● **The problem**
Over all lines in the data below, count those holding "derive" and give only the result.
- - - - -
//! Break suggestions.
//!
//! After each completion the policy checks how long the user has gone
//! without a break. A suggestion fires once `threshold_min` has passed and,
//! if the user declined earlier, at least `cooldown_min` more has passed
//! since that decline. Nothing is ever forced.

use serde::{Deserialize, Serialize};

/// Thresholds for break suggestions, in minutes.
#[derive(Debug, Clone, Copy, PartialEq, Eq, Serialize, Deserialize)]
pub struct BreakPolicy {
    #[serde(default = "default_threshold_min")]
    pub threshold_min: u64,
    #[serde(default = "default_cooldown_min")]
    pub cooldown_min: u64,
}

fn default_threshold_min() -> u64 {
    120
}
fn default_cooldown_min() -> u64 {
    60
}

impl Default for BreakPolicy {
    fn default() -> Self {
        Self {
            threshold_min: default_threshold_min(),
            cooldown_min: default_cooldown_min(),
        }
    }
}

/// Counters the policy reads.
#[derive(Debug, Clone, Copy, Default, PartialEq, Eq, Serialize, Deserialize)]
pub struct BreakPolicyState {
    /// Accrues while the session clock runs and no break is active.
    pub secs_since_break: u64,
    /// `secs_since_break` at the last declined suggestion; 0 if none since
    /// the last break.
    pub decline_mark_secs: u64,
}

impl BreakPolicyState {
    pub fn on_break_started(&mut self) {
        self.secs_since_break = 0;
        self.decline_mark_secs = 0;
    }

    pub fn on_declined(&mut self) {
        self.decline_mark_secs = self.secs_since_break;
    }

    pub fn minutes_since_break(&self) -> f64 {
        self.secs_since_break as f64 / 60.0
    }

    pub fn minutes_since_decline(&self) -> f64 {
        if self.decline_mark_secs > 0 {
            self.secs_since_break.saturating_sub(self.decline_mark_secs) as f64 / 60.0
        } else {
            self.minutes_since_break()
        }
    }
}

impl BreakPolicy {
    pub fn should_suggest(&self, state: &BreakPolicyState) -> bool {
        state.minutes_since_break() >= self.threshold_min as f64
            && state.minutes_since_decline() >= self.cooldown_min as f64
    }
}

#[cfg(test)]
mod tests {
    use super::*;

    fn state(secs_since_break: u64, decline_mark_secs: u64) -> BreakPolicyState {
        BreakPolicyState {
            secs_since_break,
            decline_mark_secs,
        }
    }

    #[test]
    fn quiet_before_threshold() {
        let policy = BreakPolicy::default();
        assert!(!policy.should_suggest(&state(7_199, 0)));
        assert!(policy.should_suggest(&state(7_200, 0)));
    }

    #[test]
    fn decline_starts_cooldown() {
        let policy = BreakPolicy::default();
        let mut s = state(7_200, 0);
        s.on_declined();
        assert_eq!(s.decline_mark_secs, 7_200);
        assert!(!policy.should_suggest(&s));

        s.secs_since_break = 7_200 + 3_599;
        assert!(!policy.should_suggest(&s));
        s.secs_since_break = 7_200 + 3_600;
        assert!(policy.should_suggest(&s));
    }

    #[test]
    fn break_clears_both_counters() {
        let mut s = state(9_000, 7_200);
        s.on_break_started();
        assert_eq!(s, BreakPolicyState::default());
    }

    #[test]
    fn custom_thresholds() {
        let policy = BreakPolicy {
            threshold_min: 50,
            cooldown_min: 10,
        };
        assert!(policy.should_suggest(&state(3_000, 0)));
        assert!(!policy.should_suggest(&state(3_000, 2_999)));
    }
}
- - - - -
● **Answer to the exercise**
2